Bien que la crise sanitaire ne soit pas encore résolue, les Parisiens semblent retrouver leurs habitudes. Aux heures de pointe du matin et en soirée, les grands axes franciliens se bouchent, avec un pic d’embouteillage de plusieurs centaines de kilomètres. Cette situation est reliée au couvre-feu de 18 heures et aux aménagements récents des chaussées.

Dans la capitale française, le couvre-feu de 18 heures n'empêche pas les embouteillages. Comme elle coïncide aux heures de pointe, cette mesure imposée par la crise sanitaire est sujette à polémiques. En effet, après le travail, la population a tendance à se précipiter dans les magasins pour faire ses courses à temps.

Si l'on se fie aux données statistiques, les kilomètres de bouchon rappellent les conditions de vie des Franciliens en 2019. Autrement dit, les rues encombrées présagent un retour à la normale. Ainsi, il est temps de renouveler les contrats d'assurance sans cesse remis à plus tard durant le confinement.


Qu'est-ce qui génère autant d'embouteillages en Île-de-France??

On imagine les rues désertes à quelques heures du couvre-feu. Et pourtant, c'est le contraire qui se produit à Paris. En effet, l'heure de pointe est estimée entre 17 et 18 h, le temps nécessaire pour les travailleurs de rentrer chez eux. Certains préfèrent attendre le dernier moment pour faire des emplettes, puisqu'ils ne pourront plus sortir passé ce délai.

Le retour des bouchons en Île-de-France est directement lié à un autre phénomène. Il s'agit des aménagements provisoires sur une importante partie des grands axes et des ruelles. On cite notamment les coronapistes, ces voies cyclables sécurisées spécialement mises en place durant la crise du Covid-19. Les dimensions de la chaussée ont été diminuées, ce qui a pour effet d'augmenter les risques de formation d'embouteillage. Chez TomTom, le directeur marketing Vincent Martinier explique :

Certaines voies ont été fermées. On a beaucoup parlé de la rue de Rivoli à Paris, le trafic s'est évidemment reporté sur le reste des routes périphériques, parfois sur des routes qui sont réduites de deux voies à une. L'engorgement se fait alors plus rapidement.

Un suivi habituel du taux de trafic urbain en temps de crise

En période de confinement, les rues étaient désertiques. Cela n'a cependant pas empêché des plateformes comme TomTom et Bison Futé de faire un suivi régulier des bouchons. Chez Sytadin, un pic de 350 kilomètres d'embouteillage cumulé a été rapporté le 20 janvier dernier de 17 à 18 heures. Ces données chiffrées confirment que le couvre-feu pousse les individus à sortir de chez eux aux heures de pointe pour rejoindre les centres commerciaux.

Selon la Direction des routes d'Île-de-France (DRIEA/DiRIF), le retour des embouteillages a déjà été constaté à la rentrée de janvier.
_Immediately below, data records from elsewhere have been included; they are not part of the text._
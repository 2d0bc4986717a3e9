//! Approval requirements for status changes.

use super::TaskStatus;
use serde::{Deserialize, Serialize};
use std::collections::BTreeSet;

/// Target statuses whose entry must be approved before it takes effect.
#[derive(Debug, Clone, Default, PartialEq, Eq, Serialize, Deserialize)]
#[serde(deny_unknown_fields)]
pub struct ApprovalPolicy {
    #[serde(default)]
    required_for: BTreeSet<TaskStatus>,
}

impl ApprovalPolicy {
    /// A policy requiring no approvals.
    #[must_use]
    pub const fn none() -> Self {
        Self {
            required_for: BTreeSet::new(),
        }
    }

    /// A policy requiring approval to enter each of `statuses`.
    #[must_use]
    pub fn requiring(statuses: impl IntoIterator<Item = TaskStatus>) -> Self {
        Self {
            required_for: statuses.into_iter().collect(),
        }
    }

    /// Returns whether entering `status` needs approval.
    #[must_use]
    pub fn requires_approval(&self, status: TaskStatus) -> bool {
        self.required_for.contains(&status)
    }

    /// Statuses gated by this policy.
    #[must_use]
    pub const fn required_for(&self) -> &BTreeSet<TaskStatus> {
        &self.required_for
    }
}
Les rues s'encombrent dès le matin sur les axes importants comme les autoroutes A1, A4 et A6a. Au nord de Paris, les deux sens de la circulation sur l'A86 sont bouchés matin et soir. Par contre, le sud de Paris ne suit pas la tendance. On y observe une stabilité du trafic. Les données des courbes de congestion enregistrées au mois de janvier 2021 à la même période pour 2019 sont d'ailleurs conformes.